Veltroni vai liderar novo Partido Democrata


 

Lusa / AO online   Internacional   14 de Out de 2007, 22:19

Walter Veltroni, presidente da câmara de Roma, foi eleito secretário-geral do recém criado Partido Democrata italiano, nascido da fusão das duas principais forças de centro-esquerda, indicam as primeiras projecções reveladas pelos organizadores da votação.

    De acordo com essas previsões, Veltroni terá conseguido 74,6 por cento dos votos nas primárias para a escolha do líder do novo partido.

    Mais de três milhões de pessoas participaram nesta votação, participação que ultrapassou as previsões mais optimistas que apontavam para um milhão de eleitores.

    Para os analistas, a participação seria o dado mais importante desta jornada dada a desmotivação dos eleitores de centro-esquerda suscitada por várias experiências políticas nos últimos anos.

    Nas primárias de 2005, em que Romano Prodi foi escolhido para enfrentar Silvio Berlusconi nas eleições gerais votaram 4,3 milhões de pessoas.

    O presidente da câmara de Roma, Walter Veltroni, 52 anos, é considerado representante da esquerda moderada.

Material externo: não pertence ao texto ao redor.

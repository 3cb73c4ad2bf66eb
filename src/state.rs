//! The device state and the transitions driven by decoded reports.

use crate::{
    battery::{BatteryCode, BatteryData},
    report::{connection_code_name, Event, CONNECTION_HEALTHY},
};

/// Whether a headset is attached to the receiver.
#[derive(Debug, Default, Eq, PartialEq, Copy, Clone)]
pub struct ConnectionState {
    /// Whether the headset is connected.
    pub connected: bool,
    /// Whether the microphone arm is flipped up.
    pub mic_up: bool,
}

/// Firmware versions of the receiver and the headset.
#[derive(Debug, Default, Eq, PartialEq, Copy, Clone)]
pub struct FirmwareInfo {
    /// Receiver major version.
    pub receiver_major: u8,
    /// Receiver minor version.
    pub receiver_minor: u8,
    /// Headset major version, zero while disconnected.
    pub headset_major: u8,
    /// Headset minor version, zero while disconnected.
    pub headset_minor: u8,
}

impl FirmwareInfo {
    /// The receiver version, if it was reported.
    pub fn receiver(&self) -> Option<(u8, u8)> {
        version(self.receiver_major, self.receiver_minor)
    }

    /// The headset version, if it was reported.
    pub fn headset(&self) -> Option<(u8, u8)> {
        version(self.headset_major, self.headset_minor)
    }
}

fn version(major: u8, minor: u8) -> Option<(u8, u8)> {
    if (major, minor) == (0, 0) {
        None
    } else {
        Some((major, minor))
    }
}

/// Everything known about the receiver and the headset.
#[derive(Debug, Default, Eq, PartialEq, Copy, Clone)]
pub struct DeviceState {
    /// Battery data of the headset.
    pub battery: BatteryData,
    /// Connection of the headset.
    pub connection: ConnectionState,
    /// Firmware versions.
    pub firmware: FirmwareInfo,
}

/// Side effects requested by a state transition.
#[derive(Debug, Eq, PartialEq, Copy, Clone)]
pub enum Effect {
    /// The battery data changed.
    NotifyChanged,
    /// The headset was just connected.
    ConnectEdge,
    /// The headset was just disconnected.
    DisconnectEdge,
    /// The firmware versions should be requested again.
    UpdateFirmware,
}

/// Applies an event to the state, returning the new state and the requested side effects.
pub fn transition(state: &DeviceState, event: &Event) -> (DeviceState, Vec<Effect>) {
    let mut next = *state;
    let mut effects = Vec::new();

    match *event {
        Event::Battery {
            capacity,
            mic_up,
            connection_code,
            battery_code,
        } => {
            let connected = connection_code == CONNECTION_HEALTHY;
            let code = BatteryCode::from(battery_code);

            if let BatteryCode::Unknown(code) = code {
                log::warn!("unknown battery code {code}, treating the battery as unavailable");
            }

            next.battery = if connected {
                BatteryData::from_code(capacity, code)
            } else {
                BatteryData::UNKNOWN
            };
            next.connection.mic_up = mic_up;

            if next.battery != state.battery {
                effects.push(Effect::NotifyChanged);
            }

            match (state.connection.connected, connected) {
                (false, true) => {
                    log::info!("headset connected");

                    next.connection.connected = true;
                    effects.push(Effect::ConnectEdge);
                    effects.push(Effect::UpdateFirmware);
                }
                (true, false) => {
                    log::info!(
                        "headset disconnected: {} ({connection_code})",
                        connection_code_name(connection_code)
                    );

                    next.connection.connected = false;
                    next.connection.mic_up = false;
                    next.firmware.headset_major = 0;
                    next.firmware.headset_minor = 0;
                    effects.push(Effect::DisconnectEdge);
                }
                _ => (),
            }
        }
        Event::Firmware {
            receiver_major,
            receiver_minor,
            headset_major,
            headset_minor,
        } => {
            next.firmware = FirmwareInfo {
                receiver_major,
                receiver_minor,
                headset_major,
                headset_minor,
            };
        }
    }

    (next, effects)
}

#[cfg(test)]
mod tests {
    use super::*;
    use crate::battery::{BatteryStatus, CapacityLevel};

    fn battery(capacity: u8, mic_up: bool, connection_code: u8, battery_code: u8) -> Event {
        Event::Battery {
            capacity,
            mic_up,
            connection_code,
            battery_code,
        }
    }

    fn connected() -> DeviceState {
        transition(&DeviceState::default(), &battery(50, true, 177, 1)).0
    }

    #[test]
    fn non_healthy_codes_leave_battery_unknown() {
        for connection_code in (0..=u8::MAX).filter(|&code| code != 177) {
            for battery_code in [0, 1, 4, 5, 9] {
                let (next, _) = transition(
                    &DeviceState::default(),
                    &battery(80, false, connection_code, battery_code),
                );

                assert_eq!(next.battery, BatteryData::UNKNOWN);
                assert!(!next.connection.connected);
            }
        }
    }

    #[test]
    fn charging_report_sets_battery() {
        let (next, effects) = transition(&DeviceState::default(), &battery(22, false, 177, 5));

        assert_eq!(
            next.battery,
            BatteryData {
                status: BatteryStatus::Charging,
                present: true,
                capacity: 22,
                capacity_level: CapacityLevel::Normal,
            }
        );
        assert!(!next.connection.mic_up);
        assert_eq!(
            effects,
            [
                Effect::NotifyChanged,
                Effect::ConnectEdge,
                Effect::UpdateFirmware
            ]
        );
    }

    #[test]
    fn unknown_battery_code_while_connected_is_unavailable() {
        let (next, effects) = transition(&DeviceState::default(), &battery(22, false, 177, 7));

        assert_eq!(next.battery, BatteryData::UNKNOWN);
        assert!(next.connection.connected);
        assert_eq!(effects, [Effect::ConnectEdge, Effect::UpdateFirmware]);
    }

    #[test]
    fn unknown_battery_code_while_disconnected_is_unavailable() {
        let (next, effects) = transition(&DeviceState::default(), &battery(22, true, 51, 9));

        assert_eq!(next.battery, BatteryData::UNKNOWN);
        assert!(!next.connection.connected);
        assert!(effects.is_empty());
    }

    #[test]
    fn connect_edge_is_emitted_once() {
        let state = connected();
        let (_, effects) = transition(&state, &battery(50, true, 177, 1));

        assert!(effects.is_empty());

        let (_, effects) = transition(&state, &battery(49, true, 177, 1));
        assert_eq!(effects, [Effect::NotifyChanged]);
    }

    #[test]
    fn disconnect_clears_mic_and_headset_firmware() {
        let (state, _) = transition(
            &connected(),
            &Event::Firmware {
                receiver_major: 2,
                receiver_minor: 1,
                headset_major: 3,
                headset_minor: 4,
            },
        );
        assert_eq!(state.firmware.headset(), Some((3, 4)));

        let (next, effects) = transition(&state, &battery(0, true, 49, 0));

        assert!(!next.connection.connected);
        assert!(!next.connection.mic_up);
        assert_eq!(next.firmware.headset(), None);
        assert_eq!(next.firmware.receiver(), Some((2, 1)));
        assert_eq!(effects, [Effect::NotifyChanged, Effect::DisconnectEdge]);
    }

    #[test]
    fn mic_follows_report_while_disconnected() {
        let (next, effects) = transition(&DeviceState::default(), &battery(0, true, 51, 0));

        assert!(next.connection.mic_up);
        assert!(effects.is_empty());
    }

    #[test]
    fn firmware_report_does_not_notify() {
        let (next, effects) = transition(
            &DeviceState::default(),
            &Event::Firmware {
                receiver_major: 1,
                receiver_minor: 9,
                headset_major: 0,
                headset_minor: 0,
            },
        );

        assert!(effects.is_empty());
        assert_eq!(next.firmware.receiver(), Some((1, 9)));
        assert_eq!(next.firmware.headset(), None);
    }
}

    "Esta noite confirmamos o nosso apoio pleno ao Governo de Prodi que está a transformar o país", afirmou Veltroni, depois da divulgação das projecções e numa altura em que alguns observadores admitem já que o novo líder do PD poderá ser um sério rival do actual primeiro-ministro.

    A ministra para a Família, Rosy Bindi, representante da área católica, ficou em segundo lugar com 14,1 por cento, o subsecretário da presidência do Conselho de Ministros, Enrico Letta, conseguiu 11 por cento, enquanto os dois últimos candidatos, o economista Piergiorgio Gawronski e o jornalista Mario Adinolfi, recolheram menos de 1 por cento, indicam os números revelados pela organização.

    O novo partido resulta da fusão dos Democratas de Esquerda (ex-comunistas) e da Margarida (católicos de esquerda).

    Nesta votação podiam votar todos os italianos maiores de 16 anos e os imigrantes, possíveis eleitores nas eleições previstas para 2011.